To reach that goal in just 37 years, we must drive the development of a broad portfolio of low-cost, zero-carbon technology options. The U.S. does not need to pick “winners” among new technologies and firms, but rather, it must cultivate and support promising technologies at their early stages so they can seriously enter the race. And to move advanced technologies forward will require much more effective innovation policies than are in place today. Some examples might include:

  • Competitively bid production tax credits for the use of captured power plant carbon dioxide in enhanced oil recovery;
  • Targeting federal clean energy procurement to truly innovative technologies rather than today’s technologies;
  • Reorganizing the Department of Energy’s innovation work around the strategic grand challenges of zero carbon energy rather than technology-specific silos; and
  • Support for Nuclear Regulatory Commission licensing procedures designed to enable successful commercialization of promising advanced nuclear technologies.

So with these and other enabling policy actions, in the power sector, for example, we can and must develop and commercialize:

Carbon capture and storage for all coal and gas power plants ;

Advanced nuclear energy technologies;

Grid-scale energy storage to support optimal deployment of intermittent renewable resources and to complement base-load nuclear power systems; and

Advanced, more economically competitive renewable, energy technologies.

In the transportation sector this strategy would include developing and commercializing:

  • Electric technology systems for all light vehicles and freight rail transportation;
  • True zero-carbon liquid fuels that – unlike biofuels – do not emit carbon throughout their lifespan; and
  • Synthetic hydrocarbon fuels based on recycled carbon dioxide captured at power plants.

Some of these improved innovation policies may not require substantial new financial resources. But let’s face facts: putting the United States back into global technology leadership in energy will not be free. The United States leads the world in military technology due partly to a military R&D budget of $60 Billion annually. A considerably smaller energy innovation budget could ensure America’s position as the world’s clean energy technology leader.

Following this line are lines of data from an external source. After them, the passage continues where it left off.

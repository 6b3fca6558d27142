//! Automation host: a headless LibreOffice instance owned by one conversion.
//!
//! [`OfficeHost`] is the scoped handle. It owns a private user profile so the
//! spawned `soffice` never attaches to (or is kept alive by) an instance the
//! user already has open, and every process it starts is wrapped in a
//! [`HostProcess`] guard that kills and reaps the child when dropped. A
//! conversion that fails midway, returns early through `?`, or panics
//! therefore cannot leave a host process or lock file behind.
//!
//! The host always runs headless; no window is ever shown.

use crate::config::ConversionConfig;
use crate::error::ConvertError;
use std::io::{self, Read};
use std::path::{Path, PathBuf};
use std::process::{Child, Command, ExitStatus, Stdio};
use tempfile::TempDir;
use tracing::{debug, info, instrument, warn};

const ENGINE: &str = "office host";

/// Exclusive handle on a headless office host for one conversion.
pub struct OfficeHost {
    binary: PathBuf,
    profile: TempDir,
}

impl OfficeHost {
    /// Prepare a host with a fresh private profile. No process is started
    /// until a document is converted.
    pub fn start(config: &ConversionConfig) -> Result<Self, ConvertError> {
        let profile = config.scratch()?;
        debug!(
            "Office host profile at {} (binary {})",
            profile.path().display(),
            config.office_binary.display()
        );
        Ok(Self {
            binary: config.office_binary.clone(),
            profile,
        })
    }

    /// Export `input` as PDF into `outdir`, returning the produced file.
    #[instrument(skip(self), fields(input = %input.display()))]
    pub fn export_pdf(&self, input: &Path, outdir: &Path) -> Result<PathBuf, ConvertError> {
        self.convert_to(input, "pdf", outdir)
    }

    /// Run one `--convert-to` job and wait for the host to quit.
    fn convert_to(&self, input: &Path, filter: &str, outdir: &Path) -> Result<PathBuf, ConvertError> {
        let mut cmd = Command::new(&self.binary);
        cmd.arg("--headless")
            .arg("--invisible")
            .arg("--norestore")
            .arg("--nolockcheck")
            .arg("--nodefault")
            .arg(format!("-env:UserInstallation={}", file_url(self.profile.path())))
            .arg("--convert-to")
            .arg(filter)
            .arg("--outdir")
            .arg(outdir)
            .arg(input);

        let host = HostProcess::spawn(&mut cmd).map_err(|e| ConvertError::EngineUnavailable {
            engine: ENGINE,
            detail: format!("cannot start '{}': {e}", self.binary.display()),
        })?;
        info!("Office host started (pid {})", host.id());

        let (status, stderr) = host
            .wait()
            .map_err(|e| ConvertError::engine(ENGINE, format!("lost contact with host: {e}")))?;

        if !status.success() {
            return Err(ConvertError::engine(ENGINE, failure_detail(status, &stderr)));
        }

        let stem = input
            .file_stem()
            .ok_or_else(|| ConvertError::Internal(format!("no file name in '{}'", input.display())))?;
        let extension = filter.split(':').next().unwrap_or(filter);
        let produced = outdir.join(format!("{}.{extension}", stem.to_string_lossy()));

        match std::fs::metadata(&produced) {
            Ok(meta) if meta.len() > 0 => {
                debug!("Host wrote {} ({} bytes)", produced.display(), meta.len());
                Ok(produced)
            }
            // soffice exits 0 even when it could not load the document.
            _ => Err(ConvertError::engine(
                ENGINE,
                if stderr.trim().is_empty() {
                    format!("no output produced for '{}'", input.display())
                } else {
                    stderr.trim().to_string()
                },
            )),
        }
    }
}

fn failure_detail(status: ExitStatus, stderr: &str) -> String {
    let stderr = stderr.trim();
    if stderr.is_empty() {
        format!("host exited with {status}")
    } else {
        stderr.to_string()
    }
}

/// `file://` URL for a local directory, as soffice expects for
/// `-env:UserInstallation`.
fn file_url(path: &Path) -> String {
    let s = path.to_string_lossy().replace('\\', "/").replace(' ', "%20");
    if s.starts_with('/') {
        format!("file://{s}")
    } else {
        format!("file:///{s}")
    }
}

// ── Process guard ────────────────────────────────────────────────────────────

/// A child process that is killed and reaped on drop unless it was waited
/// for to completion.
pub(crate) struct HostProcess {
    child: Option<Child>,
    pid: u32,
}

impl HostProcess {
    pub(crate) fn spawn(cmd: &mut Command) -> io::Result<Self> {
        let child = cmd
            .stdin(Stdio::null())
            .stdout(Stdio::null())
            .stderr(Stdio::piped())
            .spawn()?;
        let pid = child.id();
        Ok(Self {
            child: Some(child),
            pid,
        })
    }

    pub(crate) fn id(&self) -> u32 {
        self.pid
    }

    /// Block until the process exits, collecting its stderr.
    pub(crate) fn wait(mut self) -> io::Result<(ExitStatus, String)> {
        let child = self
            .child
            .as_mut()
            .ok_or_else(|| io::Error::other("host process already reaped"))?;

        let mut stderr = String::new();
        if let Some(mut pipe) = child.stderr.take() {
            pipe.read_to_string(&mut stderr)?;
        }
        let status = child.wait()?;
        self.child = None;
        Ok((status, stderr))
    }
}

impl Drop for HostProcess {
    fn drop(&mut self) {
        if let Some(mut child) = self.child.take() {
            warn!("Terminating office host (pid {})", self.pid);
            let _ = child.kill();
            let _ = child.wait();
        }
    }
}

#[cfg(test)]
mod tests {
    use super::*;

    #[test]
    fn file_url_forms() {
        assert_eq!(file_url(Path::new("/tmp/a b")), "file:///tmp/a%20b");
        assert_eq!(file_url(Path::new("C:\\Temp\\x")), "file:///C:/Temp/x");
    }

    #[cfg(target_os = "linux")]
    #[test]
    fn dropped_guard_kills_and_reaps_child() {
        let host = HostProcess::spawn(Command::new("sleep").arg("30")).unwrap();
        let proc_dir = PathBuf::from(format!("/proc/{}", host.id()));
        assert!(proc_dir.exists());
        drop(host);
        assert!(!proc_dir.exists(), "host process survived its guard");
    }

    #[cfg(unix)]
    #[test]
    fn waited_guard_reports_status() {
        let host = HostProcess::spawn(&mut Command::new("true")).unwrap();
        let (status, stderr) = host.wait().unwrap();
        assert!(status.success());
        assert!(stderr.is_empty());
    }

    #[test]
    fn missing_host_binary_is_unavailable() {
        let config = ConversionConfig::builder()
            .office_binary("/definitely/not/soffice")
            .build()
            .unwrap();
        let host = OfficeHost::start(&config).unwrap();
        let out = tempfile::tempdir().unwrap();
        let err = host
            .export_pdf(Path::new("/tmp/whatever.docx"), out.path())
            .unwrap_err();
        assert!(matches!(err, ConvertError::EngineUnavailable { .. }), "got: {err}");
    }

    #[cfg(unix)]
    #[test]
    fn failing_host_is_engine_failure_and_profile_is_removed() {
        let config = ConversionConfig::builder()
            .office_binary("false")
            .build()
            .unwrap();
        let host = OfficeHost::start(&config).unwrap();
        let profile = host.profile.path().to_path_buf();
        let out = tempfile::tempdir().unwrap();

        let err = host
            .export_pdf(Path::new("/tmp/whatever.docx"), out.path())
            .unwrap_err();
        assert!(matches!(err, ConvertError::EngineFailed { .. }), "got: {err}");

        drop(host);
        assert!(!profile.exists());
        assert_eq!(std::fs::read_dir(out.path()).unwrap().count(), 0);
    }

    #[cfg(unix)]
    #[test]
    fn zero_exit_without_output_is_failure() {
        let config = ConversionConfig::builder()
            .office_binary("true")
            .build()
            .unwrap();
        let host = OfficeHost::start(&config).unwrap();
        let out = tempfile::tempdir().unwrap();
        let err = host
            .export_pdf(Path::new("/tmp/slides.pptx"), out.path())
            .unwrap_err();
        assert!(err.to_string().contains("no output produced"), "got: {err}");
    }
}
//! `convert_to_pdf <input_file> <output_file>`: convert a document or image to PDF.

fn main() -> anyhow::Result<()> {
    docshift::cli::main(docshift::TargetFormat::Pdf)
}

Climate change has been rightly called a “wicked problem,” involving enormous uncertainties and unknowable risks, multiple and sometimes competing pathways forward, and disagreement about what “success” would be. Still, we know the direction we need to head: towards a society and economy with lower emissions of greenhouse gases. The short-term policies described above constitute a serious start, and set the stage for long-term progress through a new and focused energy innovation initiative.